Que Macri declare haber dejado a Bullrich “aceleradísima” es la confirmación de que la relación entre ambos, históricamente pendular, ha encontrado en la figura de Milei un enemigo común que los obliga a la coordinación. La estrategia de avanzar “cada uno por su lado, pero coordinados” denota una madurez táctica inusual: no se trata de una alianza rígida, sino de un frente de presión diseñado para horadar la base de sustentación del Presidente. La gran incógnita no es si competirán, sino si la “derecha racional” logrará convencer a un electorado que, por ahora, sigue observando este reacomodo desde la periferia.

Puntos Claves

  • Coordinación estratégica: Mauricio Macri y Patricia Bullrich acordaron avanzar en proyectos electorales separados pero coordinados hacia 2027, con el fin de definir la mejor candidatura frente a un eventual escenario de ballotage.

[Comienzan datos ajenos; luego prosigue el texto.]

//! A **sliding-window** dispatcher.
//!
//! At most `limit` probes are in flight at once. When the window is full the
//! loop waits for any one probe to finish, harvests it and admits the next
//! item, so the pool stays saturated instead of draining in batches. Every probe
//! runs as its own task on the runtime's worker threads and is abandoned (a
//! miss) once it exceeds the per-probe timeout.

use std::num::NonZeroUsize;
use std::sync::Arc;
use std::time::Duration;

use reconic_common::models::job::ScanJob;
use reconic_common::models::outcome::ProbeOutcome;
use reconic_common::models::work::WorkItem;
use tokio::task::{JoinError, JoinSet};
use tracing::{debug, error, trace};

use super::aggregator::{ResultAggregator, ScanReport};
use super::progress::{NoProgress, ProgressReporter};
use super::signal::StopSignal;
use crate::probe::Probe;

/// Progress is reported every this many submitted items.
pub const PROGRESS_INTERVAL: usize = 100;

/// How a dispatch went, independent of what it found.
#[derive(Clone, Copy, Debug, Default, PartialEq, Eq)]
pub struct DispatchSummary {
    /// Items handed to the dispatcher.
    pub total: usize,
    /// Items admitted into the window.
    pub submitted: usize,
    /// Admitted probes that finished (hit, miss or timeout).
    pub completed: usize,
    /// The stop signal ended admission early.
    pub cancelled: bool,
}

pub struct Dispatcher {
    progress: Arc<dyn ProgressReporter>,
    stop: StopSignal,
    progress_interval: usize,
}

impl Default for Dispatcher {
    fn default() -> Self {
        Self {
            progress: Arc::new(NoProgress),
            stop: StopSignal::new(),
            progress_interval: PROGRESS_INTERVAL,
        }
    }
}

impl Dispatcher {
    pub fn new() -> Self {
        Self::default()
    }

    pub fn with_progress(mut self, progress: Arc<dyn ProgressReporter>) -> Self {
        self.progress = progress;
        self
    }

    pub fn with_stop_signal(mut self, stop: StopSignal) -> Self {
        self.stop = stop;
        self
    }

    pub fn with_progress_interval(mut self, interval: usize) -> Self {
        self.progress_interval = interval.max(1);
        self
    }

    /// Runs a whole job and returns its sealed report.
    pub async fn run<P>(&self, job: &ScanJob, probe: Arc<P>) -> ScanReport
    where
        P: Probe + ?Sized,
    {
        let mut aggregator = ResultAggregator::new(job.target().clone());

        let summary: DispatchSummary = self
            .drive(job.items(), probe, job.concurrency(), job.timeout(), |outcome| {
                aggregator.record(outcome);
            })
            .await;

        debug!(
            hits = aggregator.len(),
            probed = summary.completed,
            total = summary.total,
            "dispatch drained"
        );
        aggregator.finish(summary)
    }

    /// Probes every item and returns every outcome, misses included, in completion order.
    pub async fn dispatch<P>(
        &self,
        items: &[WorkItem],
        probe: Arc<P>,
        limit: NonZeroUsize,
        timeout: Duration,
    ) -> Vec<ProbeOutcome>
    where
        P: Probe + ?Sized,
    {
        let mut outcomes: Vec<ProbeOutcome> = Vec::with_capacity(items.len());
        self.drive(items, probe, limit, timeout, |outcome| outcomes.push(outcome))
            .await;
        outcomes
    }

    async fn drive<P, F>(
        &self,
        items: &[WorkItem],
        probe: Arc<P>,
        limit: NonZeroUsize,
        timeout: Duration,
        mut sink: F,
    ) -> DispatchSummary
    where
        P: Probe + ?Sized,
        F: FnMut(ProbeOutcome),
    {
        let mut summary = DispatchSummary {
            total: items.len(),
            ..DispatchSummary::default()
        };
        let mut in_flight: JoinSet<ProbeOutcome> = JoinSet::new();

        for item in items {
            while in_flight.len() >= limit.get() {
                let Some(joined) = in_flight.join_next().await else {
                    break;
                };
                summary.completed += 1;
                harvest(joined, &mut sink);
            }

            if self.stop.is_raised() {
                debug!(submitted = summary.submitted, "stop signal raised, draining");
                summary.cancelled = true;
                break;
            }

            in_flight.spawn(run_probe(Arc::clone(&probe), item.clone(), timeout));
            summary.submitted += 1;

            if summary.submitted % self.progress_interval == 0 {
                self.progress.tick(summary.completed, summary.total);
            }
        }

        while let Some(joined) = in_flight.join_next().await {
            summary.completed += 1;
            harvest(joined, &mut sink);
        }

        self.progress.finish(summary.completed, summary.total);
        summary
    }
}

async fn run_probe<P>(probe: Arc<P>, item: WorkItem, timeout: Duration) -> ProbeOutcome
where
    P: Probe + ?Sized,
{
    match tokio::time::timeout(timeout, probe.probe(item.clone())).await {
        Ok(outcome) => outcome,
        Err(_elapsed) => {
            trace!(%item, "probe abandoned after {timeout:?}");
            ProbeOutcome::miss(item)
        }
    }
}

fn harvest<F>(joined: Result<ProbeOutcome, JoinError>, sink: &mut F)
where
    F: FnMut(ProbeOutcome),
{
    match joined {
        Ok(outcome) => sink(outcome),
        Err(e) => error!("probe task failed: {e}"),
    }
}

// ╔════════════════════════════════════════════╗
// ║ ████████╗███████╗███████╗████████╗███████╗ ║
// ║ ╚══██╔══╝██╔════╝██╔════╝╚══██╔══╝██╔════╝ ║
// ║    ██║   █████╗  ███████╗   ██║   ███████╗ ║
// ║    ██║   ██╔══╝  ╚════██║   ██║   ╚════██║ ║
// ║    ██║   ███████╗███████║   ██║   ███████║ ║
// ║    ╚═╝   ╚══════╝╚══════╝   ╚═╝   ╚══════╝ ║
// ╚════════════════════════════════════════════╝

#[cfg(test)]
mod tests {
    use super::*;
    use async_trait::async_trait;
    use reconic_common::models::outcome::Classification;
    use reconic_common::models::target::Target;
    use std::sync::Mutex;
    use std::sync::atomic::{AtomicUsize, Ordering};

    /// Hits even ports, sleeps a little and records the peak number of concurrent calls.
    #[derive(Default)]
    struct GaugeProbe {
        current: AtomicUsize,
        peak: AtomicUsize,
        calls: AtomicUsize,
    }

    #[async_trait]
    impl Probe for GaugeProbe {
        async fn probe(&self, item: WorkItem) -> ProbeOutcome {
            let now = self.current.fetch_add(1, Ordering::SeqCst) + 1;
            self.peak.fetch_max(now, Ordering::SeqCst);
            self.calls.fetch_add(1, Ordering::SeqCst);

            tokio::time::sleep(Duration::from_millis(10)).await;

            self.current.fetch_sub(1, Ordering::SeqCst);
            match item {
                WorkItem::Port(port) if port % 2 == 0 => {
                    ProbeOutcome::hit(item, Classification::Service("even".to_string()))
                }
                other => ProbeOutcome::miss(other),
            }
        }
    }

    /// Never answers for port 1, answers immediately otherwise.
    struct HangingProbe;

    #[async_trait]
    impl Probe for HangingProbe {
        async fn probe(&self, item: WorkItem) -> ProbeOutcome {
            if item == WorkItem::Port(1) {
                std::future::pending::<()>().await;
            }
            ProbeOutcome::bare_hit(item)
        }
    }

    /// Logs `start N` / `end N` per port; port 1 takes far longer than the rest.
    #[derive(Default)]
    struct OneSlowProbe {
        events: Mutex<Vec<String>>,
    }

    #[async_trait]
    impl Probe for OneSlowProbe {
        async fn probe(&self, item: WorkItem) -> ProbeOutcome {
            let WorkItem::Port(port) = item else {
                return ProbeOutcome::miss(item);
            };
            self.events.lock().unwrap().push(format!("start {port}"));

            let delay = if port == 1 { 300 } else { 10 };
            tokio::time::sleep(Duration::from_millis(delay)).await;

            self.events.lock().unwrap().push(format!("end {port}"));
            ProbeOutcome::miss(item)
        }
    }

    #[derive(Default)]
    struct RecordingProgress {
        ticks: Mutex<Vec<(usize, usize)>>,
        finished: Mutex<Option<(usize, usize)>>,
    }

    impl ProgressReporter for RecordingProgress {
        fn tick(&self, completed: usize, total: usize) {
            self.ticks.lock().unwrap().push((completed, total));
        }

        fn finish(&self, completed: usize, total: usize) {
            self.tick(completed, total);
            *self.finished.lock().unwrap() = Some((completed, total));
        }
    }

    fn ports(range: std::ops::RangeInclusive<u16>) -> Vec<WorkItem> {
        range.map(WorkItem::Port).collect()
    }

    fn job(items: Vec<WorkItem>, limit: usize) -> ScanJob {
        let target = Target::Host {
            name: "localhost".to_string(),
        };
        ScanJob::new(target, items, limit, Duration::from_secs(5)).unwrap()
    }

    #[tokio::test(flavor = "multi_thread", worker_threads = 4)]
    async fn in_flight_never_exceeds_limit() {
        for limit in [1, 3, 16] {
            let probe = Arc::new(GaugeProbe::default());
            let report = Dispatcher::new()
                .run(&job(ports(1..=120), limit), Arc::clone(&probe))
                .await;

            assert!(
                probe.peak.load(Ordering::SeqCst) <= limit,
                "peak {} exceeded limit {limit}",
                probe.peak.load(Ordering::SeqCst)
            );
            assert_eq!(probe.calls.load(Ordering::SeqCst), 120);
            assert_eq!(report.len(), 60);
            assert_eq!(report.probed(), 120);
        }
    }

    #[tokio::test(flavor = "multi_thread", worker_threads = 4)]
    async fn window_is_kept_saturated() {
        let probe = Arc::new(GaugeProbe::default());
        Dispatcher::new()
            .run(&job(ports(1..=64), 8), Arc::clone(&probe))
            .await;

        assert_eq!(probe.peak.load(Ordering::SeqCst), 8);
    }

    #[tokio::test(flavor = "multi_thread", worker_threads = 4)]
    async fn slow_item_does_not_hold_back_the_window() {
        let probe = Arc::new(OneSlowProbe::default());
        Dispatcher::new()
            .run(&job(ports(1..=6), 2), Arc::clone(&probe))
            .await;

        let events = probe.events.lock().unwrap();
        let position = |event: &str| events.iter().position(|e| e == event).unwrap();

        assert_eq!(events.len(), 12);
        assert!(
            position("start 6") < position("end 1"),
            "later items waited for the slow one: {events:?}"
        );
    }

    #[tokio::test]
    async fn hung_probe_is_abandoned_as_miss() {
        let items = ports(1..=3);
        let outcomes = Dispatcher::new()
            .dispatch(
                &items,
                Arc::new(HangingProbe),
                NonZeroUsize::new(3).unwrap(),
                Duration::from_millis(50),
            )
            .await;

        assert_eq!(outcomes.len(), 3);
        let hung = outcomes
            .iter()
            .find(|o| o.item() == &WorkItem::Port(1))
            .unwrap();
        assert!(!hung.is_success());
        assert_eq!(outcomes.iter().filter(|o| o.is_success()).count(), 2);
    }

    #[tokio::test]
    async fn raised_stop_signal_admits_nothing() {
        let stop = StopSignal::new();
        stop.raise();

        let probe = Arc::new(GaugeProbe::default());
        let report = Dispatcher::new()
            .with_stop_signal(stop)
            .run(&job(ports(1..=10), 2), Arc::clone(&probe))
            .await;

        assert!(report.is_empty());
        assert!(report.is_cancelled());
        assert_eq!(probe.calls.load(Ordering::SeqCst), 0);
    }

    #[tokio::test]
    async fn stop_mid_scan_drains_in_flight_only() {
        struct StoppingProbe(StopSignal);

        #[async_trait]
        impl Probe for StoppingProbe {
            async fn probe(&self, item: WorkItem) -> ProbeOutcome {
                if item == WorkItem::Port(2) {
                    self.0.raise();
                }
                ProbeOutcome::bare_hit(item)
            }
        }

        let stop = StopSignal::new();
        let report = Dispatcher::new()
            .with_stop_signal(stop.clone())
            .run(&job(ports(1..=50), 1), Arc::new(StoppingProbe(stop)))
            .await;

        assert!(report.is_cancelled());
        assert_eq!(report.len(), 2);
        assert!(report.contains(&WorkItem::Port(1)));
        assert!(report.contains(&WorkItem::Port(2)));
    }

    #[tokio::test]
    async fn progress_ticks_every_interval_and_on_finish() {
        let progress = Arc::new(RecordingProgress::default());
        Dispatcher::new()
            .with_progress(progress.clone())
            .with_progress_interval(10)
            .run(&job(ports(1..=25), 4), Arc::new(GaugeProbe::default()))
            .await;

        let ticks = progress.ticks.lock().unwrap();
        assert_eq!(ticks.len(), 3);
        assert!(ticks.iter().all(|(_, total)| *total == 25));
        assert_eq!(ticks.last(), Some(&(25, 25)));
        assert_eq!(*progress.finished.lock().unwrap(), Some((25, 25)));
    }

    #[tokio::test]
    async fn cancelled_dispatch_finishes_with_partial_count() {
        let stop = StopSignal::new();
        stop.raise();
        let progress = Arc::new(RecordingProgress::default());

        Dispatcher::new()
            .with_progress(progress.clone())
            .with_stop_signal(stop)
            .run(&job(ports(1..=10), 2), Arc::new(GaugeProbe::default()))
            .await;

        assert_eq!(*progress.finished.lock().unwrap(), Some((0, 10)));
    }

    #[tokio::test]
    async fn empty_job_yields_empty_report() {
        let report = Dispatcher::new()
            .run(&job(Vec::new(), 4), Arc::new(GaugeProbe::default()))
            .await;

        assert!(report.is_empty());
        assert!(!report.is_cancelled());
        assert_eq!(report.total(), 0);
    }

    #[tokio::test]
    async fn works_through_trait_objects() {
        let probe: Arc<dyn Probe> = Arc::new(GaugeProbe::default());
        let report = Dispatcher::new().run(&job(ports(1..=4), 2), probe).await;

        assert!(report.contains(&WorkItem::Port(2)));
        assert!(report.contains(&WorkItem::Port(4)));
        assert_eq!(report.len(), 2);
    }
}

  • Apoyo del establishment: El movimiento responde a la inquietud de grandes empresarios, como Paolo Rocca, ante la falta de resultados tangibles en la economía real y la inestabilidad que perciben en el modelo de Milei.
  • Presión sobre el oficialismo: La senadora Bullrich ha comenzado a marcar diferencias explícitas con la Casa Rosada, siendo el conflicto por el pliego judicial el primer choque directo tras la reunión secreta.
  • Búsqueda de financiamiento y medios: Macri ha iniciado gestiones con empresarios para asegurar soporte financiero y espacio en señales de noticias influyentes (A24 y La Nación +) para blindar el armado opositor.
  • Conexión internacional: Bullrich ha fortalecido sus vínculos con consultores cercanos al círculo de Donald Trump, buscando el respaldo del Departamento de Estado ante la desconfianza que genera la gestión libertaria.